▸ **What the task asks**: Identify each line below that contains the word "CategoryFormData", and copy it out.

▸ **Available data**:
//! Supplier creation page and endpoint.

use std::sync::{Arc, Mutex};

use axum::{
    extract::{FromRef, State},
    http::StatusCode,
    response::{IntoResponse, Response},
};
use axum_extra::extract::Form;
use axum_htmx::HxRedirect;
use maud::{Markup, html};
use rusqlite::Connection;

use crate::{
    AppState, Error, endpoints,
    html::{FORM_CONTAINER_STYLE, base, submit_button},
    navigation::NavBar,
    supplier::{NewSupplier, SupplierFormData, create_supplier, form::supplier_form_fields},
};

/// The state needed for creating a supplier.
#[derive(Debug, Clone)]
pub struct CreateSupplierState {
    pub db_connection: Arc<Mutex<Connection>>,
}

impl FromRef<AppState> for CreateSupplierState {
    fn from_ref(state: &AppState) -> Self {
        Self {
            db_connection: state.db_connection.clone(),
        }
    }
}

/// Render the supplier creation page.
pub async fn get_new_supplier_page() -> Response {
    new_supplier_view().into_response()
}

/// Handle supplier creation form submission.
pub async fn create_supplier_endpoint(
    State(state): State<CreateSupplierState>,
    Form(form): Form<SupplierFormData>,
) -> Response {
    let supplier = match NewSupplier::try_from(form) {
        Ok(supplier) => supplier,
        Err(error) => {
            tracing::warn!("Rejected invalid supplier: {error}");
            return error.into_alert_response();
        }
    };

    let connection = match state.db_connection.lock() {
        Ok(connection) => connection,
        Err(error) => {
            tracing::error!("could not acquire database lock: {error}");
            return Error::DatabaseLockError.into_alert_response();
        }
    };

    match create_supplier(supplier, &connection) {
        Ok(_) => (
            HxRedirect(endpoints::SUPPLIERS_VIEW.to_owned()),
            StatusCode::SEE_OTHER,
        )
            .into_response(),
        Err(error @ Error::DuplicateTaxId(_)) => {
            tracing::warn!("Could not create supplier: {error}");
            error.into_alert_response()
        }
        Err(error) => {
            tracing::error!("An unexpected error occurred while creating a supplier: {error}");
            error.into_alert_response()
        }
    }
}

fn new_supplier_view() -> Markup {
    let nav_bar = NavBar::new(endpoints::NEW_SUPPLIER_VIEW).into_html();

    let content = html! {
        (nav_bar)

        div class=(FORM_CONTAINER_STYLE)
        {
            form
                hx-post=(endpoints::POST_SUPPLIER)
                hx-target-error="#alert-container"
                class="w-full max-w-md space-y-4 md:space-y-6"
            {
                (supplier_form_fields(None))

                (submit_button("Create Supplier"))
            }
        }
    };

    base("Create Supplier", &[], &content)
}

#[cfg(test)]
mod create_supplier_tests {
    use axum::{extract::State, http::StatusCode, response::IntoResponse};
    use axum_extra::extract::Form;

    use crate::{
        endpoints,
        supplier::{
            SupplierFormData, create::CreateSupplierState, create_supplier_endpoint,
            get_new_supplier_page, get_supplier,
        },
        test_utils::{
            assert_form_input, assert_form_submit_button_with_text, assert_hx_endpoint,
            assert_hx_redirect, assert_valid_html, get_test_connection_mutex, must_get_form,
            parse_html_document,
        },
    };

    fn get_state() -> CreateSupplierState {
        CreateSupplierState {
            db_connection: get_test_connection_mutex(),
        }
    }

    fn form(name: &str, tax_id: &str) -> SupplierFormData {
        SupplierFormData {
            name: name.to_owned(),
            tax_id: Some(tax_id.to_owned()),
            contact: "(11) 5555-0000".to_owned(),
        }
    }

    #[tokio::test]
    async fn render_page() {
        let response = get_new_supplier_page().await;

        assert_eq!(response.status(), StatusCode::OK);
        let html = parse_html_document(response).await;
        assert_valid_html(&html);

        let form = must_get_form(&html);
        assert_hx_endpoint(&form, endpoints::POST_SUPPLIER, "hx-post");
        assert_form_input(&form, "name", "text");
        assert_form_submit_button_with_text(&form, "Create Supplier");
    }

    #[tokio::test]
    async fn can_create_supplier() {
        let state = get_state();

        let response =
            create_supplier_endpoint(State(state.clone()), Form(form("Atacadão", "12345678000199")))
                .await
                .into_response();

        assert_eq!(response.status(), StatusCode::SEE_OTHER);
        assert_hx_redirect(&response, endpoints::SUPPLIERS_VIEW);
        let got = get_supplier(1, &state.db_connection.lock().unwrap()).unwrap();
        assert_eq!(got.name.as_ref(), "Atacadão");
        assert_eq!(got.contact, "(11) 5555-0000");
    }

    #[tokio::test]
    async fn rejects_invalid_tax_id() {
        let response = create_supplier_endpoint(State(get_state()), Form(form("Feira", "12-34")))
            .await
            .into_response();

        assert_eq!(response.status(), StatusCode::BAD_REQUEST);
    }

    #[tokio::test]
    async fn rejects_duplicate_tax_id() {
        let state = get_state();
        create_supplier_endpoint(State(state.clone()), Form(form("Feira", "1234"))).await;

        let response = create_supplier_endpoint(State(state), Form(form("Mercado", "1234")))
            .await
            .into_response();

        assert_eq!(response.status(), StatusCode::BAD_REQUEST);
    }
}
//! Category creation page and endpoint.

use std::sync::{Arc, Mutex};

use axum::{
    extract::{FromRef, State},
    http::StatusCode,
    response::{IntoResponse, Response},
};
use axum_extra::extract::Form;
use axum_htmx::HxRedirect;
use maud::{Markup, html};
use rusqlite::Connection;

use crate::{
    AppState, Error,
    category::{
        Category, CategoryFormData, NewCategory, create_category,
        form::{CategoryFormDefaults, category_form_fields},
        get_all_categories,
    },
    endpoints,
    html::{FORM_CONTAINER_STYLE, base, submit_button},
    navigation::NavBar,
};

/// The state needed for creating a category.
#[derive(Debug, Clone)]
pub struct CreateCategoryState {
    pub db_connection: Arc<Mutex<Connection>>,
}

impl FromRef<AppState> for CreateCategoryState {
    fn from_ref(state: &AppState) -> Self {
        Self {
            db_connection: state.db_connection.clone(),
        }
    }
}

/// Render the category creation page.
pub async fn get_new_category_page(
    State(state): State<CreateCategoryState>,
) -> Result<Response, Error> {
    let connection = state
        .db_connection
        .lock()
        .inspect_err(|error| tracing::error!("could not acquire database lock: {error}"))
        .map_err(|_| Error::DatabaseLockError)?;

    let categories = get_all_categories(&connection)
        .inspect_err(|error| tracing::error!("Failed to retrieve categories: {error}"))?;

    Ok(new_category_view(&categories).into_response())
}

/// Handle category creation form submission.
pub async fn create_category_endpoint(
    State(state): State<CreateCategoryState>,
    Form(form): Form<CategoryFormData>,
) -> Response {
    let category = match NewCategory::try_from(form) {
        Ok(category) => category,
        Err(error) => {
            tracing::warn!("Rejected invalid category: {error}");
            return error.into_alert_response();
        }
    };

    let connection = match state.db_connection.lock() {
        Ok(connection) => connection,
        Err(error) => {
            tracing::error!("could not acquire database lock: {error}");
            return Error::DatabaseLockError.into_alert_response();
        }
    };

    match create_category(category, &connection) {
        Ok(_) => (
            HxRedirect(endpoints::CATEGORIES_VIEW.to_owned()),
            StatusCode::SEE_OTHER,
        )
            .into_response(),
        Err(error @ (Error::DuplicateCategoryName(_) | Error::InvalidParentCategory)) => {
            tracing::warn!("Could not create category: {error}");
            error.into_alert_response()
        }
        Err(error) => {
            tracing::error!("An unexpected error occurred while creating a category: {error}");
            error.into_alert_response()
        }
    }
}

fn new_category_view(categories: &[Category]) -> Markup {
    let nav_bar = NavBar::new(endpoints::NEW_CATEGORY_VIEW).into_html();

    let content = html! {
        (nav_bar)

        div class=(FORM_CONTAINER_STYLE)
        {
            form
                hx-post=(endpoints::POST_CATEGORY)
                hx-target-error="#alert-container"
                class="w-full max-w-md space-y-4 md:space-y-6"
            {
                (category_form_fields(&CategoryFormDefaults::default(), categories))

                (submit_button("Create Category"))
            }
        }
    };

    base("Create Category", &[], &content)
}

#[cfg(test)]
mod new_category_page_tests {
    use axum::{extract::State, http::StatusCode};

    use crate::{
        category::{create::CreateCategoryState, get_new_category_page},
        endpoints,
        test_utils::{
            assert_content_type, assert_form_input, assert_form_select,
            assert_form_submit_button_with_text, assert_hx_endpoint, assert_valid_html,
            get_test_connection_mutex, must_get_form, parse_html_document,
        },
    };

    #[tokio::test]
    async fn render_page() {
        let state = CreateCategoryState {
            db_connection: get_test_connection_mutex(),
        };

        let response = get_new_category_page(State(state)).await.unwrap();

        assert_eq!(response.status(), StatusCode::OK);
        assert_content_type(&response, "text/html; charset=utf-8");

        let html = parse_html_document(response).await;
        assert_valid_html(&html);

        let form = must_get_form(&html);
        assert_hx_endpoint(&form, endpoints::POST_CATEGORY, "hx-post");
        assert_form_input(&form, "name", "text");
        assert_form_select(&form, "parent_id", &["None"]);
        assert_form_submit_button_with_text(&form, "Create Category");
    }
}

▸ **Task response**:
        Category, CategoryFormData, NewCategory, create_category,
    Form(form): Form<CategoryFormData>,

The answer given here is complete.